Title: Efficient parallelised search engine based on virtual cluster

Authors: Che Lun Hung; Chun-Yuan Lin

Addresses: Department of Computer Science and Communication Engineering, Providence University, Taichung 433, Taiwan ' Department of Computer Science and Information Engineering, Chang Gung University, Taoyuan 333, Taiwan

Abstract: Recently, more and more researches have indicated that the personalised and parallelised search engine can provide users with fast and correct information from the internet. Hadoop is a software framework to process the huge dataset with more than petabyte size.
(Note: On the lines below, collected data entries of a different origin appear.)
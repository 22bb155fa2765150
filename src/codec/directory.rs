//! Directory entry blocks and record chaining.

use std::io::{Cursor, Read, Write};

use super::primitive::{read_key, read_u32, write_key, write_u32};
use super::record::{read_record, write_record, DirectoryRecord};
use super::{read_header, write_header, BlockKind, Error, Result, MAX_DIRECTORY_RECORDS};
use crate::key::ObjectKey;

/// One block of a directory.
///
/// Directories with more than [`MAX_DIRECTORY_RECORDS`] children are stored
/// as a chain of blocks linked through `next`; the terminal block's `next`
/// is the empty-directory key. The empty directory itself terminates with
/// [`ObjectKey::ZERO`].
#[derive(Debug, Clone, PartialEq, Eq)]
pub struct DirectoryEntry {
    pub records: Vec<DirectoryRecord>,
    pub next: ObjectKey,
}

impl DirectoryEntry {
    pub fn empty() -> Self {
        Self { records: Vec::new(), next: ObjectKey::ZERO }
    }

    /// True when `next` continues the chain rather than terminating it.
    pub fn has_next(&self) -> bool {
        !self.next.is_zero() && self.next != crate::key::empty_dir_key()
    }
}

pub(super) fn write_entry_body(dest: &mut impl Write, entry: &DirectoryEntry) -> Result<()> {
    if entry.records.len() > MAX_DIRECTORY_RECORDS {
        return Err(Error::TooManyRecords);
    }
    write_u32(dest, entry.records.len() as u32)?;
    for record in &entry.records {
        write_record(dest, record)?;
    }
    write_key(dest, &entry.next)
}

pub(super) fn read_entry_body(src: &mut impl Read) -> Result<DirectoryEntry> {
    let count = read_u32(src)? as usize;
    if count > MAX_DIRECTORY_RECORDS {
        return Err(Error::TooManyRecords);
    }
    let mut records = Vec::with_capacity(count);
    for _ in 0..count {
        records.push(read_record(src)?);
    }
    Ok(DirectoryEntry { records, next: read_key(src)? })
}

pub fn encode(entry: &DirectoryEntry) -> Result<Vec<u8>> {
    let mut out = Vec::new();
    write_header(&mut out, BlockKind::DirectoryEntry)?;
    write_entry_body(&mut out, entry)?;
    Ok(out)
}

pub fn decode(bytes: &[u8]) -> Result<DirectoryEntry> {
    let mut src = Cursor::new(bytes);
    read_header(&mut src, BlockKind::DirectoryEntry)?;
    read_entry_body(&mut src)
}

/// Splits records into per-block chunks ready for chaining.
///
/// Callers write the chunks in reverse, threading each block's key into the
/// previous chunk's `next`. An empty input yields no chunks; the caller uses
/// the empty-directory constant instead.
pub fn chain_chunks(records: Vec<DirectoryRecord>) -> Vec<Vec<DirectoryRecord>> {
    let mut chunks = Vec::new();
    let mut rest = records;
    while rest.len() > MAX_DIRECTORY_RECORDS {
        let tail = rest.split_off(MAX_DIRECTORY_RECORDS);
        chunks.push(rest);
        rest = tail;
    }
    if !rest.is_empty() {
        chunks.push(rest);
    }
    chunks
}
Virtualisation technology can fully utilise the resources of physical machines. In this paper, we construct a virtual cluster as a Hadoop cluster by multiple virtual machines to perform multiple Nutch simultaneously. From the experimental results, the proposed virtual cluster architecture for Nutch can retrieval data rapidly and the performance enhancement is proportional to the number of virtual machines.

Keywords: cloud computing; Hadoop; MapReduce; virtual machines; parallelised search engines; virtual clusters; data retrieval.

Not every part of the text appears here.